WWE Free for All is a professional wrestling television program produced by WWE. It serves as a thirty-minute preview show to the promotion's monthly events on pay-per-view, and as such airs freely on PPV channels a half-hour before the actual pay-per-view event starts. Formerly produced under the World Wrestling Federation (WWF) banner, the original format of Free For All also featured exclusive matches in addition to the promotional content that remains in its current format, designed to give prospective viewers a last chance to order the event.

The Free For All name was discontinued in the United States in 2009. Free For All also airs in Australia, and the United Kingdom on Sky UK's Sky Box Office. It also airs on Sky Italia's Sky Sport 2 in Italy 30 minutes before every PPV event shown on Sky Primafila.

History
The first Free For All was broadcast on January 21, 1996 as the pre-show to the 1996 Royal Rumble. The show was hosted by Todd Pettengill and, besides hyping the Royal Rumble, featured a match between Duke Droese and Hunter Hearst Helmsley with the winner becoming the 30th entrant into the Rumble and the loser becoming the 1st entrant.  The last Free For All match was broadcast on July 6, 1997 as the pre-show to In Your House 16: Canadian Stampede and featured The Godwinns defeating The New Blackjacks.

The show was originally simulcast on the Prevue Channel. The original format was changed in 1998 with the United States premiere of Heat, a weekly show on the USA Network featuring live matches, which also served as the countdown show to PPV events on the weeks when the promotion had scheduled pay-per-view events. Beginning with SummerSlam 1998, Free For All became exclusively a preview show featuring promotional material such as pre-match interviews and video summaries on the events that led up to the matches on the pay-per-view. Occasionally, Free For All was replaced with special shows for major PPV events. For WrestleMania 2000, Free For All was replaced with an eight-hour-long show entitled WrestleMania All Day Long, which was only available as part of a purchase option for WrestleMania 2000.

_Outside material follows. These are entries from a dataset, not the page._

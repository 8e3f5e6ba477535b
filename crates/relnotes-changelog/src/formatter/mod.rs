//! Release notes formatters

mod json;
mod markdown;
mod registry;

pub use json::JsonFormatter;
pub use markdown::MarkdownFormatter;
pub use registry::FormatterRegistry;

use relnotes_core::Result;

use crate::types::ReleaseDocument;

/// Trait for release notes formatters
pub trait ChangelogFormatter: Send + Sync {
    /// Render a grouped document
    fn format(&self, doc: &ReleaseDocument) -> Result<String>;

    /// Name used to select this formatter
    fn name(&self) -> &'static str;

    /// Get the file extension for this format
    fn extension(&self) -> &'static str;
}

Following No Way Out 2009, the Free For All name was discontinued in the United States and was eventually replaced with WWE Kickoff, which is available on the WWE Network and WWE's official YouTube channel with one or two exclusive matches or in ring segments. Free For All continues to air in Australia, United Kingdom, and in Italy but without the exclusive matches and in ring segments.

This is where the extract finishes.